Why is this important? 

Quite a bit of the useful information available from Service Canada isn’t inside your account at all, it’s accessible right from the website: 

  • Estimate how much you could receive from Employment Insurance under programs like parental leave, illness, caregiving, or job loss

  • Estimate how much you could receive from income tested benefits like the GST/HST credit, the Ontario Trillium Benefit, and and the Canada Child Benefit (plus the related provincial and territorial programs)

  • Get the information you need to apply for disability benefits for yourself or your child

  • Use the benefits finder to uncover federal and provincial programs that you might be eligible for 

Other things you can do in your Service Canada Account include:

  • Apply for or renew your Canadian Dental Care Plan coverage

  • Apply for Employment Insurance, check the status of your claim, and download your tax slips

  • Apply for Canada Pension Plan retirement, disability, or death benefits, check the status of your claim, check your payment amounts, change the amount of tax you have withheld, and see your history of contributions

  • (normally, it’s down as of July 2025) Apply for Old Age Security, the Guaranteed Income Supplement, , check the status of your application, check your payment amounts, change the amount of tax you have withheld

  • Get access to your student loan and apprentice loan information 

Just like with your CRA Account, you might not need anything from your Service Canada account right now.

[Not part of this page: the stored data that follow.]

use serde::{Deserialize, Serialize};
use validator::Validate;

use crate::models::user::User;

#[derive(Debug, Deserialize, Validate)]
pub struct LoginRequest {
    #[validate(email(message = "Email must be valid"))]
    pub email: String,

    #[validate(length(min = 1, message = "Password is required"))]
    pub password: String,
}

#[derive(Debug, Deserialize, Validate)]
pub struct RegisterRequest {
    #[validate(length(min = 2, max = 100, message = "Name must be 2-100 characters"))]
    pub name: String,

    #[validate(email(message = "Email must be valid"))]
    pub email: String,

    #[validate(length(min = 8, message = "Password must be at least 8 characters"))]
    pub password: String,
}

#[derive(Debug, Serialize)]
pub struct AuthResponse {
    pub token: String,
    pub token_type: &'static str,
    pub user: User,
}

impl AuthResponse {
    pub fn bearer(token: String, user: User) -> Self {
        AuthResponse {
            token,
            token_type: "Bearer",
            user,
        }
    }
}

#[cfg(test)]
mod tests {
    use super::*;

    #[test]
    fn short_password_fails_validation() {
        let request = RegisterRequest {
            name: "Coach".to_string(),
            email: "coach@example.com".to_string(),
            password: "short".to_string(),
        };
        assert!(request.validate().is_err());
    }

    #[test]
    fn malformed_email_fails_validation() {
        let request = LoginRequest {
            email: "not-an-email".to_string(),
            password: "secret".to_string(),
        };
        assert!(request.validate().is_err());
    }
}
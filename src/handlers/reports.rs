use axum::{
    extract::{Path, Query, State},
    response::Json,
};

use super::parse_id;
use crate::dtos::match_dtos::TopScorersQuery;
use crate::dtos::{ApiResponse, PaginationQuery};
use crate::errors::Result;
use crate::models::goal::TopScorer;
use crate::models::report::MatchReport;
use crate::state::AppState;

pub async fn get_match_reports(
    State(state): State<AppState>,
    Query(query): Query<PaginationQuery>,
) -> Result<Json<ApiResponse<Vec<MatchReport>>>> {
    let pagination = query.pagination();
    let page = state.reports.get_all_match_reports(pagination).await?;
    Ok(Json(ApiResponse::paginated("Match reports retrieved successfully", page, pagination)))
}

pub async fn get_match_report(
    State(state): State<AppState>,
    Path(id): Path<String>,
) -> Result<Json<ApiResponse<MatchReport>>> {
    let report = state.reports.get_match_report(parse_id(&id)?).await?;
    Ok(Json(ApiResponse::ok("Match report retrieved successfully", report)))
}

pub async fn get_top_scorers(
    State(state): State<AppState>,
    Query(query): Query<TopScorersQuery>,
) -> Result<Json<ApiResponse<Vec<TopScorer>>>> {
    let scorers = state.reports.get_top_scorers(query.limit).await?;
    Ok(Json(ApiResponse::ok("Top scorers retrieved successfully", scorers)))
}

pub async fn get_completed_matches(
    State(state): State<AppState>,
    Query(query): Query<PaginationQuery>,
) -> Result<Json<ApiResponse<Vec<MatchReport>>>> {
    let pagination = query.pagination();
    let page = state.reports.get_completed_matches(pagination).await?;
    Ok(Json(ApiResponse::paginated("Completed matches retrieved successfully", page, pagination)))
}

Consider this my encouragement to make sure you get in before you actually need to because the last thing you want to do if you lose your job or are working on a financial plan and need to estimate how much you’ll get from CPP is wait ten government days to get access.

What can this tell you or your financial planner?

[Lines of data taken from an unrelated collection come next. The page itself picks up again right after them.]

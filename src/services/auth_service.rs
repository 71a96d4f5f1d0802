// src/services/auth_service.rs
use std::sync::Arc;

use bcrypt::{hash, verify, DEFAULT_COST};
use chrono::{Duration, Utc};
use jsonwebtoken::{decode, encode, Algorithm, DecodingKey, EncodingKey, Header, Validation};
use uuid::Uuid;

use crate::errors::{AppError, Result};
use crate::models::user::{Claims, User, UserRole};
use crate::repositories::UserRepository;

#[derive(Debug, Clone)]
pub struct RegisterInput {
    pub name: String,
    pub email: String,
    pub password: String,
    pub role: UserRole,
}

/// Issues and checks bearer tokens for the admin surface.
pub struct AuthService {
    users: Arc<dyn UserRepository>,
    jwt_secret: String,
    expiration_hours: i64,
    hash_cost: u32,
}

fn normalize_email(email: &str) -> String {
    email.trim().to_lowercase()
}

impl AuthService {
    pub fn new(users: Arc<dyn UserRepository>, jwt_secret: impl Into<String>, expiration_hours: i64) -> Self {
        Self {
            users,
            jwt_secret: jwt_secret.into(),
            expiration_hours,
            hash_cost: DEFAULT_COST,
        }
    }

    /// Cheaper hashing for tests.
    #[cfg(test)]
    pub fn with_hash_cost(mut self, cost: u32) -> Self {
        self.hash_cost = cost;
        self
    }

    pub async fn register(&self, input: RegisterInput) -> Result<User> {
        let email = normalize_email(&input.email);
        if self.users.find_by_email(&email).await?.is_some() {
            return Err(AppError::UserAlreadyExists);
        }

        let now = Utc::now();
        let user = User {
            id: Uuid::new_v4(),
            email,
            password_hash: hash(&input.password, self.hash_cost)?,
            name: input.name,
            role: input.role,
            created_at: now,
            updated_at: now,
        };

        self.users.create(&user).await?;
        tracing::info!("Registered {} user {}", user.role, user.email);
        Ok(user)
    }

    /// Returns a signed token and the authenticated user.
    pub async fn login(&self, email: &str, password: &str) -> Result<(String, User)> {
        let user = self
            .users
            .find_by_email(&normalize_email(email))
            .await?
            .ok_or(AppError::InvalidCredentials)?;

        if !verify(password, &user.password_hash)? {
            tracing::warn!("Failed login for {}", user.email);
            return Err(AppError::InvalidCredentials);
        }

        let token = self.issue_token(&user)?;
        tracing::info!("User {} logged in", user.email);
        Ok((token, user))
    }

    pub fn issue_token(&self, user: &User) -> Result<String> {
        let now = Utc::now();
        let claims = Claims {
            sub: user.id.to_string(),
            email: user.email.clone(),
            role: user.role,
            iat: now.timestamp() as usize,
            exp: (now + Duration::hours(self.expiration_hours)).timestamp() as usize,
        };

        encode(
            &Header::new(Algorithm::HS256),
            &claims,
            &EncodingKey::from_secret(self.jwt_secret.as_bytes()),
        )
        .map_err(|e| AppError::internal(format!("token signing failed: {}", e)))
    }

    pub fn validate_token(&self, token: &str) -> Result<Claims> {
        decode::<Claims>(
            token,
            &DecodingKey::from_secret(self.jwt_secret.as_bytes()),
            &Validation::new(Algorithm::HS256),
        )
        .map(|data| data.claims)
        .map_err(|e| {
            tracing::debug!("Rejected token: {}", e);
            AppError::AuthError
        })
    }

    pub async fn get_user(&self, id: Uuid) -> Result<User> {
        self.users.find_by_id(id).await?.ok_or(AppError::UserNotFound)
    }

    /// Creates the bootstrap admin unless the email is already registered.
    pub async fn ensure_default_admin(&self, email: &str, password: &str) -> Result<()> {
        if self.users.find_by_email(&normalize_email(email)).await?.is_some() {
            tracing::debug!("Default admin {} already present", email);
            return Ok(());
        }

        self.register(RegisterInput {
            name: "Administrator".to_string(),
            email: email.to_string(),
            password: password.to_string(),
            role: UserRole::Admin,
        })
        .await?;
        Ok(())
    }
}

#[cfg(test)]
mod tests {
    use super::*;
    use crate::database::memory::MemoryStore;

    fn service() -> AuthService {
        AuthService::new(MemoryStore::new().into_store().users, "test-secret", 1).with_hash_cost(4)
    }

    fn coach() -> RegisterInput {
        RegisterInput {
            name: "Coach".to_string(),
            email: "Coach@Example.com".to_string(),
            password: "tactics123".to_string(),
            role: UserRole::User,
        }
    }

    #[tokio::test]
    async fn login_issues_a_token_with_the_role() {
        let auth = service();
        let user = auth.register(coach()).await.unwrap();

        let (token, logged_in) = auth.login("coach@example.com", "tactics123").await.unwrap();
        let claims = auth.validate_token(&token).unwrap();

        assert_eq!(logged_in.id, user.id);
        assert_eq!(claims.user_id().unwrap(), user.id);
        assert_eq!(claims.role, UserRole::User);
        assert!(!claims.is_admin());
        assert!(claims.exp > claims.iat);
    }

    #[tokio::test]
    async fn wrong_password_and_unknown_email_look_the_same() {
        let auth = service();
        auth.register(coach()).await.unwrap();

        assert!(matches!(
            auth.login("coach@example.com", "wrong").await,
            Err(AppError::InvalidCredentials)
        ));
        assert!(matches!(
            auth.login("nobody@example.com", "tactics123").await,
            Err(AppError::InvalidCredentials)
        ));
    }

    #[tokio::test]
    async fn duplicate_registration_is_rejected() {
        let auth = service();
        auth.register(coach()).await.unwrap();

        let err = auth.register(coach()).await.unwrap_err();
        assert!(matches!(err, AppError::UserAlreadyExists));
    }

    #[tokio::test]
    async fn token_from_another_secret_is_rejected() {
        let auth = service();
        let user = auth.register(coach()).await.unwrap();
        let foreign = AuthService::new(MemoryStore::new().into_store().users, "other-secret", 1);

        let token = foreign.issue_token(&user).unwrap();
        assert!(matches!(auth.validate_token(&token), Err(AppError::AuthError)));
        assert!(matches!(auth.validate_token("garbage"), Err(AppError::AuthError)));
    }

    #[tokio::test]
    async fn default_admin_is_created_once() {
        let auth = service();

        auth.ensure_default_admin("admin@football.local", "changeme").await.unwrap();
        auth.ensure_default_admin("admin@football.local", "changeme").await.unwrap();

        let (token, admin) = auth.login("admin@football.local", "changeme").await.unwrap();
        assert!(admin.is_admin());
        assert!(auth.validate_token(&token).unwrap().is_admin());
    }
}
pub mod auth_dtos;
pub mod match_dtos;
pub mod player_dtos;
pub mod team_dtos;

use serde::{Deserialize, Serialize};

use crate::models::pagination::{Page, PageMeta, Pagination};

/// Envelope around every successful response.
#[derive(Debug, Serialize)]
pub struct ApiResponse<T> {
    pub success: bool,
    pub message: String,
    pub data: T,
    #[serde(skip_serializing_if = "Option::is_none")]
    pub meta: Option<PageMeta>,
}

impl<T> ApiResponse<T> {
    pub fn ok(message: impl Into<String>, data: T) -> Self {
        ApiResponse {
            success: true,
            message: message.into(),
            data,
            meta: None,
        }
    }
}

impl<T> ApiResponse<Vec<T>> {
    pub fn paginated(message: impl Into<String>, page: Page<T>, pagination: Pagination) -> Self {
        ApiResponse {
            success: true,
            message: message.into(),
            meta: Some(PageMeta::new(pagination, page.total)),
            data: page.items,
        }
    }
}

#[derive(Debug, Default, Deserialize)]
pub struct PaginationQuery {
    pub page: Option<i64>,
    pub limit: Option<i64>,
}

impl PaginationQuery {
    pub fn pagination(&self) -> Pagination {
        Pagination::new(self.page, self.limit)
    }
}

#[cfg(test)]
mod tests {
    use super::*;

    #[test]
    fn paginated_envelope_carries_meta() {
        let pagination = Pagination::new(Some(2), Some(2));
        let response = ApiResponse::paginated("Teams retrieved", Page::new(vec![1, 2], 5), pagination);

        let json = serde_json::to_value(&response).unwrap();
        assert_eq!(json["success"], true);
        assert_eq!(json["meta"]["total"], 5);
        assert_eq!(json["meta"]["total_pages"], 3);
        assert_eq!(json["data"].as_array().unwrap().len(), 2);
    }

    #[test]
    fn single_item_envelope_omits_meta() {
        let json = serde_json::to_value(ApiResponse::ok("ok", "x")).unwrap();
        assert!(json.get("meta").is_none());
    }
}
#[async_trait]
impl UserRepository for MemoryStore {
    async fn create(&self, user: &User) -> Result<()> {
        let mut tables = self.tables.write().await;
        if tables.users.values().any(|existing| existing.email == user.email) {
            return Err(AppError::UserAlreadyExists);
        }
        tables.users.insert(user.id, user.clone());
        Ok(())
    }

    async fn find_by_id(&self, id: Uuid) -> Result<Option<User>> {
        let tables = self.tables.read().await;
        Ok(tables.users.get(&id).cloned())
    }

    async fn find_by_email(&self, email: &str) -> Result<Option<User>> {
        let tables = self.tables.read().await;
        Ok(tables.users.values().find(|user| user.email == email).cloned())
    }
}

enum StagedWrite {
    UpdateMatch(Match),
    DeleteGoals(Uuid),
    InsertGoals(Vec<Goal>),
}

pub struct MemoryTransaction {
    tables: Arc<RwLock<Tables>>,
    staged: Vec<StagedWrite>,
}

#[async_trait]
impl ResultTransaction for MemoryTransaction {
    async fn update_match(&mut self, fixture: &Match) -> Result<()> {
        self.staged.push(StagedWrite::UpdateMatch(fixture.clone()));
        Ok(())
    }

    async fn delete_goals_by_match(&mut self, match_id: Uuid) -> Result<()> {
        self.staged.push(StagedWrite::DeleteGoals(match_id));
        Ok(())
    }

    async fn insert_goals(&mut self, goals: Vec<Goal>) -> Result<()> {
        self.staged.push(StagedWrite::InsertGoals(goals));
        Ok(())
    }

    async fn commit(&mut self) -> Result<()> {
        let mut tables = self.tables.write().await;

        // Check every write before applying any of them.
        for write in &self.staged {
            if let StagedWrite::UpdateMatch(fixture) = write {
                if !tables.matches.get(&fixture.id).is_some_and(|row| !row.deleted) {
                    self.staged.clear();
                    return Err(AppError::MatchNotFound);
                }
            }
        }

        for write in self.staged.drain(..) {
            match write {
                StagedWrite::UpdateMatch(fixture) => {
                    tables.matches.insert(fixture.id, Row::new(fixture));
                }
                StagedWrite::DeleteGoals(match_id) => {
                    for row in tables.goals.values_mut() {
                        if row.record.match_id == match_id {
                            row.deleted = true;
                        }
                    }
                }
                StagedWrite::InsertGoals(goals) => {
                    for goal in goals {
                        tables.goals.insert(goal.id, Row::new(goal));
                    }
                }
            }
        }
        Ok(())
    }

    async fn rollback(&mut self) -> Result<()> {
        self.staged.clear();
        Ok(())
    }
}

Your Service Canada Account holds planning gold and one of my all time favourite planning resources, your history of contributions to the Canada Pension Plan. I know, I’m a very special nerd. If you’re doing your own planning, or you’ve hired somebody to help you, having access to this account will help you calculate how much you can receive from this program in the future. 

Beware the CPP benefit estimate and the Canadian Retirement Income Calculator, though. A little known fact about that estimate is that it makes the (frankly, wild) assumption that from now until age 65 you will contribute the same amount you contributed from age 18 until now.

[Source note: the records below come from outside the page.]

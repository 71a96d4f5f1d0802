use axum::{routing::get, Router};

use crate::handlers::reports;
use crate::state::AppState;

pub fn routes() -> Router<AppState> {
    Router::new()
        .route("/matches", get(reports::get_match_reports))
        .route("/matches/:id", get(reports::get_match_report))
        .route("/top-scorers", get(reports::get_top_scorers))
        .route("/completed-matches", get(reports::get_completed_matches))
}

Set up Access to your Service Canada Account

Just like your CRA Account, your Service Canada Account can be set up for the first time in a few different ways. The set up information included in this episode is current as of July 2025, so make sure to check readysetmoney.ca for the most up to date information in case it changes in the future. 

A reminder before you start: make sure you have a secure method of saving and protecting your passwords and use it for this process.

Digital

This is the fastest way to get access to your Service Canada Account. If you bank at one of the big five banks, Vancity, Wealthsimple, Tangerine, Simplii, or one of the credit unions who act as CRA Sign-in partners, you can use your online banking credentials to set up the account, and your cell phone to verify your identity documents.

It takes approximately 10 minutes if you have your SIN and Drivers License handy.

Hybrid

If you’d rather not use your bank account to log in, and are heartily wary of taking a picture of your ID with your phone, you can set up a Service Canada Account and password online (use that password manager to save it, please) and request that a security code gets mailed to you.

Once your code arrives in the mail, sign in to the Service Canada account you set up and use the code to verify your identity. 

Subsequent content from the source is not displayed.